A giudicare dalle news e dalle voci circolate in rete in questi ultimi giorni, l’intero mondo videoludico è in attesa dello scontro finale tra quelli che sembrano essere i due re dell’FPS a sfondo militare della prossima stagione. La guerra tra Battlefield 3 e Call of Duty: Modern Warfare 3 è iniziata ancor prima che i due titoli fossero sviluppati al 100%, con una battaglia mediatica pirotecnica che ha fatto salire l’hype del pubblico a livelli esorbitanti. Possiamo solo immaginare quanto sarà duro lo scontro una volta che i due giochi, tra poche settimane, raggiungeranno gli scaffali dei vostri negozianti di fiducia. Guerra dentro e fuori gli schermi quindi, tra chi è fedele da sempre a Activision e chi dà fiducia al rivoluzionario terzo capitolo del brand firmato EA.
Che la rivalità tra due grandi franchise nel mondo dei videogame non è certo una novità (PlayStation vs Xbox su tutte, probabilmente), ma forse non c’è mai stata una competizione così accesa tra due titoli multipiattaforma così simili e diversi allo stesso tempo. A detta delle due parti, ovviamente, nessuno risente del peso o dell’ombra dell’altro, ma siamo abbastanza certi che poi, sotto sotto, le cose non stiano proprio così, soprattutto quando si parla di centinaia di milioni di dollari che possono andare in fumo solo perché, proprio nello stesso periodo di pubblicazione, c’è un gigante che può essere abbastanza forte da “rubare” più di qualche compratore a una parte o all’altra, decretando definitivamente il successo di uno e, probabilmente, il “fallimento” dell’altro.
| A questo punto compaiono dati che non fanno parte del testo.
// =============================================================================
// Supporting Types
// =============================================================================

/// What `start_shift` does when a shift is already open.
#[derive(Debug, Clone, Copy, Default, PartialEq, Eq, Serialize, Deserialize, TS)]
#[ts(export)]
#[serde(rename_all = "lowercase")]
pub enum ReopenPolicy {
    /// Refuse with `ShiftAlreadyActive`.
    #[default]
    Reject,
    /// Replace the open shift. Ledgers are untouched either way.
    Replace,
}

impl FromStr for ReopenPolicy {
    type Err = ValidationError;

    fn from_str(s: &str) -> Result<Self, Self::Err> {
        match s.trim().to_lowercase().as_str() {
            "reject" => Ok(ReopenPolicy::Reject),
            "replace" => Ok(ReopenPolicy::Replace),
            other => Err(ValidationError::InvalidFormat {
                field: "reopen policy".to_string(),
                reason: format!("unknown policy '{}', expected reject or replace", other),
            }),
        }
    }
}

/// Payment choices for the sale being rung up.
#[derive(Debug, Clone, Default, PartialEq, Eq, Serialize, Deserialize, TS)]
#[ts(export)]
pub struct PaymentSelection {
    pub method: Option<PaymentMethod>,
    /// Cash handed over by the customer. Only meaningful for cash.
    pub received: Money,
}

/// Live change calculation for the payment panel.
#[derive(Debug, Clone, PartialEq, Eq, Serialize, Deserialize, TS)]
#[ts(export)]
pub struct ChangePreview {
    pub total: Money,
    pub method: Option<PaymentMethod>,
    pub received: Money,
    /// Change due, when cash covers the total.
    pub change: Option<Money>,
    /// Amount still missing, when cash does not cover the total.
    pub shortfall: Option<Money>,
}

/// Result of a finalized sale.
#[derive(Debug, Clone, PartialEq, Eq, Serialize, Deserialize, TS)]
#[ts(export)]
pub struct SaleReceipt {
    pub event: LedgerEvent,
    pub total: Money,
    pub change: Money,
}

/// Everything needed to restore the register after a restart.
#[derive(Debug, Clone, PartialEq, Eq, Serialize, Deserialize, TS)]
#[ts(export)]
pub struct RegisterSnapshot {
    pub cart: Cart,
    pub payment: PaymentSelection,
    pub ledgers: LedgerBook,
    pub active_shift: Option<ActiveShift>,
    #[ts(as = "String")]
    pub saved_at: DateTime<Utc>,
}

// =============================================================================
// Register
// =============================================================================

/// The register: cart, payment selection, active shift and both ledgers.
#[derive(Debug, Clone, Default, PartialEq, Eq)]
pub struct Register {
    cart: Cart,
    payment: PaymentSelection,
    ledgers: LedgerBook,
    active_shift: Option<ActiveShift>,
    reopen_policy: ReopenPolicy,
}
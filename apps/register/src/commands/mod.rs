//! # Register Commands
//!
//! One function per operator action. The CLI dispatcher in [`crate::cli`]
//! parses a line and calls into here.
//!
//! ## Command Organization
//! ```text
//! commands/
//! ├── cart.rs        ◄─── add, other, remove, qty, rename, reprice, clear
//! ├── sale.rs        ◄─── pay, receive, finalize
//! ├── shift.rs       ◄─── start, close, reset, summary, overview, history
//! ├── supplier.rs    ◄─── supplier payments
//! ├── withdrawal.rs  ◄─── sangria
//! └── sync.rs        ◄─── sync status, sync now, pending outbox
//! ```
//!
//! ## Mutation Pattern
//! ```text
//! lock register ──► validate + mutate (caixa-core) ──► persist snapshot
//!      │                                                     │
//!      │            (transactions only) queue event ◄────────┘
//!      │                                                     │
//!      │            push mirror action (ordered) ◄───────────┘
//!      ▼
//! unlock ──► render response
//! ```
//! A core error returns before anything is persisted or queued.

pub mod cart;
pub mod sale;
pub mod shift;
pub mod supplier;
pub mod sync;
pub mod withdrawal;

use caixa_core::{LedgerEvent, Money, Register};
use serde::Serialize;

use crate::error::ApiError;
use crate::state::{StoreState, SyncState};

/// Parses an amount as the operator types it (`5`, `5,00`, `R$ 5,00`).
pub fn parse_money(input: &str) -> Result<Money, ApiError> {
    input.parse::<Money>().map_err(ApiError::from)
}

/// Writes the snapshot. Call while holding the register lock.
pub(crate) async fn persist(store: &StoreState, register: &Register) {
    store.persist(&register.snapshot()).await;
}

/// Persists and queues a finished transaction. Call while holding the
/// register lock so outbox order matches ledger order.
pub(crate) async fn commit_transaction(
    store: &StoreState,
    sync: &SyncState,
    register: &Register,
    event: &LedgerEvent,
) -> Option<i64> {
    persist(store, register).await;
    sync.queue_event(event, store).await
}

/// Response for the three transaction processors.
#[derive(Debug, Clone, Serialize)]
#[serde(rename_all = "camelCase")]
pub struct TransactionResponse {
    pub event: LedgerEvent,
    /// Cash in the till after the transaction.
    pub cash_balance: Money,
    /// Outbox id, absent when the event could not be queued.
    pub outbox_id: Option<i64>,
    /// Operator notification text.
    pub notice: String,
}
Se da una parte infatti abbiamo un mostro sacro dell’FPS a sfondo militare, con centinaia di milioni di copie venduta (tra le varie iterazioni del brand dai primi anni del 2000 a oggi) ed un multiplayer tra i più giocati e amati nella storia del videogame, dall’altra troviamo un figliol prodigo che, dopo dei progetti interessanti sì, ma mai realmente convincenti al 100%, si ritrova pompato di adrenalina grazie ad un motore grafico da urlo ed un comparto tecnico-visivo a dir poco rivoluzionario. Quella che era storicamente conosciuta come una serie run-and-gun quindi si ritrova a scontrarsi con un’altra, altrettanto veterana, ma che ha deciso di scendere in campo su questo tipo di genere di meccaniche relativamente da meno tempo. A questo punto, dato che di mettere le mani sui titoli completi non se ne parlerà prima di qualche tempo, non possiamo che lasciarci affascinare da delle campagne pubblicitarie tanto spettacolari quanto speculari, con ammonti in dollari che potrebbero raggiungere, udite udite, anche i 100 milioni di dollari in tutto il mondo. In definitiva questo tra Call of Duty: Modern Warfare 3 e Battlefield 3 è probabilmente il testa a testa più caldo e atteso dell’ultimo decennio. A noi non resta che cogliere tutti i frutti positivi di una concorrenza di dimensioni epocali.